My daughter, Caroline, plays on a girls' travel hockey team that takes her all over the country. We often use technology to stay connected when I can't attend the games--facetime, calls, texts and emails. The team even uses an app called Teamsnap, enabling me to manage her crazy schedule, get in touch with other parents, and receive real time game updates.

Recently, Caroline participated in a tournament in Boston, where her team competed against some of the top teams in the country. I couldn't attend, but with Teamsnap I was able to cheer when Caroline scored, and to worry when she was in the penalty box. This is a great example of technology doing its job--serving us, actually bridging a gap instead of creating a divide or conflict.

I came face to face with one such conflict on the morning of the last game of the tournament, when my husband called and explained that my daughter had been benched and would not be playing. The reason? She glanced at her cell phone in the locker room.

At first, I was disappointed and even a little angry at the coach. But then it made sense. At the beginning of the season, Coach D had told the parents, "People either love me or hate me. There is no in between." He has extremely high expectations, demands hard work from the girls, and puts as much energy and focus on team culture and relationships as he does teaching technical skills. And he, like the rest of us, knows that relationships and technology don't always get along. So, he has to be proactive, making his expectations clear and holding the girls accountable when they don't meet them.

In other words, Coach D is a good manager.

I remember dinner one night after a game in Hershey Park, looking over at a stack of cell phones at the end of the table, while the girls laughed, told stories and played cards. It was quite a sight. No one was distracted with a text, and no one was more interested in posting a photo of the meal on Instagram than in eating it with friends. Before the technology takeover of the last few years, it never would have occurred to me that just sitting at a table together would be so radical. And so necessary. Indeed, the no-technology rule has allowed these girls to get to know each other and build friendships critical to playing a team sport. After all, just as the classic Gallup poll found that people who had a close friend at work proved far more productive, these young girls will just play better hockey when they feel connected.

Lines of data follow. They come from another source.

impl<'a> Orchestrator<'a> {
    pub fn new(pipeline: &'a Pipeline) -> Self {
        Self {
            pipeline,
            minimizers: default_minimizers(pipeline.drop_console),
            cancel: Arc::new(AtomicBool::new(false)),
            progress: false,
        }
    }

    /// Share a cancellation flag (set by Ctrl+C). The orchestrator only reads it.
    pub fn with_cancel(mut self, cancel: Arc<AtomicBool>) -> Self {
        self.cancel = cancel;
        self
    }

    /// Show a progress line while modules are processed.
    pub fn with_progress(mut self, progress: bool) -> Self {
        self.progress = progress;
        self
    }

    /// Run one complete build.
    pub fn run(&self, supplier: &dyn GraphSupplier) -> Result<BuildOutput, BuildFailure> {
        let mut diagnostics = Diagnostics::new();
        match self.build(supplier, &mut diagnostics) {
            Ok((artifacts, plan, manifest)) => Ok(BuildOutput {
                artifacts,
                plan,
                manifest,
                diagnostics,
            }),
            Err(error) => Err(BuildFailure { error, diagnostics }),
        }
    }

    fn build(
        &self,
        supplier: &dyn GraphSupplier,
        diagnostics: &mut Diagnostics,
    ) -> Result<(ArtifactSet, ChunkPlan, Manifest), BuildError> {
        let pipeline = self.pipeline;
        let graph = supplier.supply()?;
        graph.validate_entries(&pipeline.entries)?;

        let workers = pipeline.worker_count();
        let pool = ThreadPoolBuilder::new()
            .num_threads(workers)
            .thread_name(|i| format!("bale-worker-{i}"))
            .build()?;
        debug!("build"; "{} modules, {} workers", graph.len(), workers);

        // Raised by the first fatal failure; lives for this build only.
        let abort = AtomicBool::new(false);
        let routed = self.process(&pool, &graph, &abort, diagnostics)?;

        let plan = ChunkPlanner::new(&pipeline.cache_groups)
            .with_tie_break(pipeline.tie_break)
            .plan(&graph, &pipeline.entries)?;
        diagnostics.extend(
            plan.orphans
                .iter()
                .map(|module| Diagnostic::Orphan { module: module.clone() }),
        );
        debug_do! {
            for chunk in &plan.chunks {
                debug!("plan"; "{} ({} modules)", chunk.name, chunk.len());
            }
        }

        let mut pending = self.render(&pool, &plan, &routed)?;
        if pipeline.minimize {
            self.minimize(&pool, &mut pending, diagnostics)?;
        }
        self.check_cancelled()?;

        let mut namer = ArtifactNamer::new();
        let mut artifacts = ArtifactSet::new();
        let (chunk_files, asset_files) = self.name(pending, &plan, &mut namer, &mut artifacts)?;

        let manifest = Manifest::new(&pipeline.public_path, &plan, chunk_files, asset_files);
        let json = manifest.to_json()?;
        let path = namer.claim(Manifest::FILE.to_string(), &json)?;
        artifacts.insert(&path, json, ArtifactSource::Manifest);

        if let Some(html) = &pipeline.html {
            for (name, entry) in &plan.entrypoints {
                let page = render_page(html, entry, &manifest).into_bytes();
                let path = namer.claim(html.page_path(name), &page)?;
                artifacts.insert(&path, page, ArtifactSource::Page(name.clone()));
            }
        }

        if let Some(copy) = &pipeline.copy {
            for file in collect_static(copy)? {
                let path = namer.claim(file.path, &file.bytes)?;
                artifacts.insert(&path, file.bytes, ArtifactSource::Static);
            }
        }

        Ok((artifacts, plan, manifest))
    }

    fn check_cancelled(&self) -> Result<(), BuildError> {
        if self.cancel.load(Ordering::Relaxed) {
            Err(BuildError::Cancelled)
        } else {
            Ok(())
        }
    }

    // ========================================================================
    // module processing
    // ========================================================================

    /// Transform and route every reachable module.
    ///
    /// A fatal failure raises `abort` so the remaining chains stop early;
    /// the first fatal failure in module order is reported.
    fn process(
        &self,
        pool: &ThreadPool,
        graph: &ModuleGraph,
        abort: &AtomicBool,
        diagnostics: &mut Diagnostics,
    ) -> Result<FxHashMap<ModuleId, RoutedAsset>, BuildError> {
        let reach = Reachability::compute(graph, &self.pipeline.entries);
        let modules: Vec<&Module> = reach.order().iter().filter_map(|id| graph.get(id)).collect();

        let runner = TransformRunner::with_cancel(&self.cancel).with_abort(abort);
        let progress = self
            .progress
            .then(|| ProgressLine::new("build", &[("modules", modules.len())]));
        let results: Vec<Result<Processed, Fatal>> = pool.install(|| {
            modules
                .par_iter()
                .map(|module| {
                    let result = self.process_module(&runner, abort, module);
                    if let Some(progress) = &progress {
                        progress.inc("modules");
                    }
                    result
                })
                .collect()
        });
        if let Some(progress) = progress {
            progress.finish();
        }

        let mut routed = FxHashMap::default();
        let mut fatal = None;
        let mut cancelled = false;
        for result in results {
            match result {
                Ok(Processed { asset, warning }) => {
                    if let Some(error) = warning {
                        diagnostics.push(Diagnostic::transform_failed(asset.kind, Severity::Warn, &error));
                    }
                    routed.insert(asset.output.module_id.clone(), asset);
                }
                Err(Fatal {
                    error: TransformError::Cancelled { .. },
                    ..
                }) => cancelled = true,
                Err(Fatal { kind, error }) => {
                    diagnostics.push(Diagnostic::transform_failed(kind, Severity::Fatal, &error));
                    fatal.get_or_insert(error);
                }
            }
        }

        if let Some(error) = fatal {
            return Err(error.into());
        }
        if cancelled {
            return Err(BuildError::Cancelled);
        }
        Ok(routed)
    }

    fn process_module(
        &self,
        runner: &TransformRunner<'_>,
        abort: &AtomicBool,
        module: &Module,
    ) -> Result<Processed, Fatal> {
        let pipeline = self.pipeline;
        let rule = pipeline.rules.match_module(module);
        let kind = rule.map_or(module.kind, |r| r.effective_kind(module.kind));
        let passthrough = TransformChain::empty();
        let chain = rule.map_or(&passthrough, |r| &r.chain);

        let fatal = |error| Fatal { kind, error };
        let (mut output, warning) = match runner.run(module, chain) {
            Ok(output) => (output, None),
            Err(error @ TransformError::Cancelled { .. }) => return Err(fatal(error)),
            Err(error) => match pipeline.failure.for_kind(kind) {
                Severity::Fatal => {
                    abort.store(true, Ordering::Relaxed);
                    return Err(fatal(error));
                }
                Severity::Warn => {
                    debug!("transform"; "keeping raw content of {}", module.id);
                    (runner.run(module, &passthrough).map_err(fatal)?, Some(error))
                }
            },
        };
        output.inline_eligible = kind.is_inlineable();
        debug!("transform"; "{} {} ({} bytes)", module.id, output.content_hash, output.size());

        Ok(Processed {
            asset: pipeline.router.route(output, kind, rule),
            warning,
        })
    }

    // ========================================================================
    // rendering
    // ========================================================================

    fn render(
        &self,
        pool: &ThreadPool,
        plan: &ChunkPlan,
        routed: &FxHashMap<ModuleId, RoutedAsset>,
    ) -> Result<Vec<Pending>, RenderError> {
        let public_path = &self.pipeline.public_path;
        let chunks: Vec<Vec<Pending>> = pool.install(|| {
            plan.chunks
                .par_iter()
                .enumerate()
                .map(|(index, chunk)| {
                    if chunk.is_runtime {
                        let runtime = plan
                            .entrypoints
                            .values()
                            .find(|entry| entry.runtime == chunk.name)
                            .map(|entry| render_runtime(entry, plan, public_path));
                        return Ok(runtime
                            .map(|bytes| Pending {
                                slot: Slot::Script { chunk: index },
                                label: format!("{}.js", chunk.name),
                                class: ArtifactClass::Script,
                                bytes,
                            })
                            .into_iter()
                            .collect());
                    }

                    let rendered = render_chunk(chunk, routed)?;
                    let mut out = vec![Pending {
                        slot: Slot::Script { chunk: index },
                        label: format!("{}.js", chunk.name),
                        class: ArtifactClass::Script,
                        bytes: rendered.script,
                    }];
                    if let Some(style) = rendered.style {
                        out.push(Pending {
                            slot: Slot::Style { chunk: index },
                            label: format!("{}.css", chunk.name),
                            class: ArtifactClass::Style,
                            bytes: style,
                        });
                    }
                    Ok(out)
                })
                .collect::<Result<_, RenderError>>()
        })?;

        let mut assets: Vec<_> = routed
            .iter()
            .filter_map(|(id, asset)| match asset.placement {
                Placement::Emit { dir } => Some((id, asset, dir)),
                _ => None,
            })
            .collect();
        assets.sort_unstable_by(|a, b| a.0.cmp(b.0));

        let templates = &self.pipeline.templates;
        Ok(chunks
            .into_iter()
            .flatten()
            .chain(assets.into_iter().map(|(id, asset, dir)| Pending {
                slot: Slot::Asset {
                    id: id.clone(),
                    template: asset
                        .filename
                        .clone()
                        .unwrap_or_else(|| templates.asset(dir).clone()),
                },
                label: id.to_string(),
                class: ArtifactClass::of_path(id.path()),
                bytes: asset.output.buffer.clone(),
            }))
            .collect())
    }

    // ========================================================================
    // minimization
    // ========================================================================

    /// Run minimizers class by class (style → script → image).
    fn minimize(&self, pool: &ThreadPool, pending: &mut [Pending], diagnostics: &mut Diagnostics) -> Result<(), BuildError> {
        for class in ArtifactClass::MINIMIZE_ORDER {
            for minimizer in self.minimizers.iter().filter(|m| m.class() == class) {
                self.check_cancelled()?;
                let minimizer = minimizer.as_ref();
                let fallbacks: Vec<Option<Diagnostic>> = pool.install(|| {
                    pending
                        .par_iter_mut()
                        .map(|item| {
                            if item.class != class || !minimizer.accepts(&item.label) {
                                return None;
                            }
                            let input = std::mem::take(&mut item.bytes);
                            let (bytes, fallback) = minimize_or_keep(minimizer, &item.label, input);
                            item.bytes = bytes;
                            fallback.map(|reason| Diagnostic::MinimizerFallback {
                                artifact: item.label.clone(),
                                minimizer: minimizer.name(),
                                reason,
                            })
                        })
                        .collect()
                });
                diagnostics.extend(fallbacks.into_iter().flatten());
            }
        }
        Ok(())
    }

    // ========================================================================
    // naming
    // ========================================================================

    /// Name every pending buffer and move it into `artifacts`.
    fn name(
        &self,
        pending: Vec<Pending>,
        plan: &ChunkPlan,
        namer: &mut ArtifactNamer,
        artifacts: &mut ArtifactSet,
    ) -> Result<(BTreeMap<String, ChunkFiles>, BTreeMap<String, String>), NamingCollisionError> {
        let templates = &self.pipeline.templates;
        let mut chunk_files: BTreeMap<String, ChunkFiles> = BTreeMap::new();
        let mut asset_files = BTreeMap::new();

        for item in pending {
            match item.slot {
                Slot::Script { chunk } => {
                    let chunk = &plan.chunks[chunk];
                    let template = templates.script(chunk.is_entry || chunk.is_runtime);
                    let path = namer.assign(template, &chunk.name, ".js", "", &item.bytes)?;
                    chunk_files.entry(chunk.name.clone()).or_default().js = path.clone();
                    artifacts.insert(&path, item.bytes, ArtifactSource::Chunk(chunk.name.clone()));
                }
                Slot::Style { chunk } => {
                    let chunk = &plan.chunks[chunk];
                    let template = templates.style(chunk.is_entry);
                    let path = namer.assign(template, &chunk.name, ".css", "", &item.bytes)?;
                    chunk_files.entry(chunk.name.clone()).or_default().css = Some(path.clone());
                    artifacts.insert(&path, item.bytes, ArtifactSource::Chunk(chunk.name.clone()));
                }
                Slot::Asset { id, template } => {
                    let path = namer.assign(
                        &template,
                        id.file_stem(),
                        dotted_ext(id.path()),
                        id.query(),
                        &item.bytes,
                    )?;
                    asset_files.insert(id.to_string(), path.clone());
                    artifacts.insert(&path, item.bytes, ArtifactSource::Asset(id));
                }
            }
        }
        Ok((chunk_files, asset_files))
    }
}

A group called the Positive Coaching Alliance supports team sport guidelines and offers a great example of how businesses might work with employees who can't tear themselves away from their phones.

When one coach wrote in, asking if phones should just be banned, this was the Alliance's remarkably reasonable response:

Talk with the team captains, or other leaders on the team, to determine whether there are any legitimate reasons for the players to have access to cell phones at some point before or after games. For instance, for away games, the time or exact location may change at the last minute or the game may go longer than expected. Players may want to share this information with someone who is coming to watch the game or pick them up afterward. Once you've had this discussion, set whatever limits are reasonable for your team...Explain to the players the reasons why these limits will make them better as individuals and as a team. Then ask them to take personal responsibility for respecting the limits.

They will keep their phones, but turn them off and put them away according to the rules. Set some consequences for violations. Ask the captains and other leaders to help you enforce these rules. While this approach might require some extra vigilance initially, in the long run it can enhance a team culture of respect and the learning of the individual players.

When Caroline took out her phone in the locker room, in that very important space devoted to team-bonding, pre-game music pumping, and strategy, Coach D benched her. She deserved it. When she gave in to her urge to check her cell phone, her actions were not aligned with the culture and values of the team. She was allowing technology to distract her, instead of using it for good. And Coach D was willing to accept the temporary loss of a strong player to uphold the values he had worked to create. His mission was that important--and Caroline's moment of weakness gave him the perfect opportunity to send a message that would definitely be heard loud and clear.

When the first period ended, Coach D beneficently released my daughter from her smart-phone sentence, and she rejoined her teammates on the ice, playing the rest of the game. In the end, the score was tied. But Caroline and her teammates are still winning big.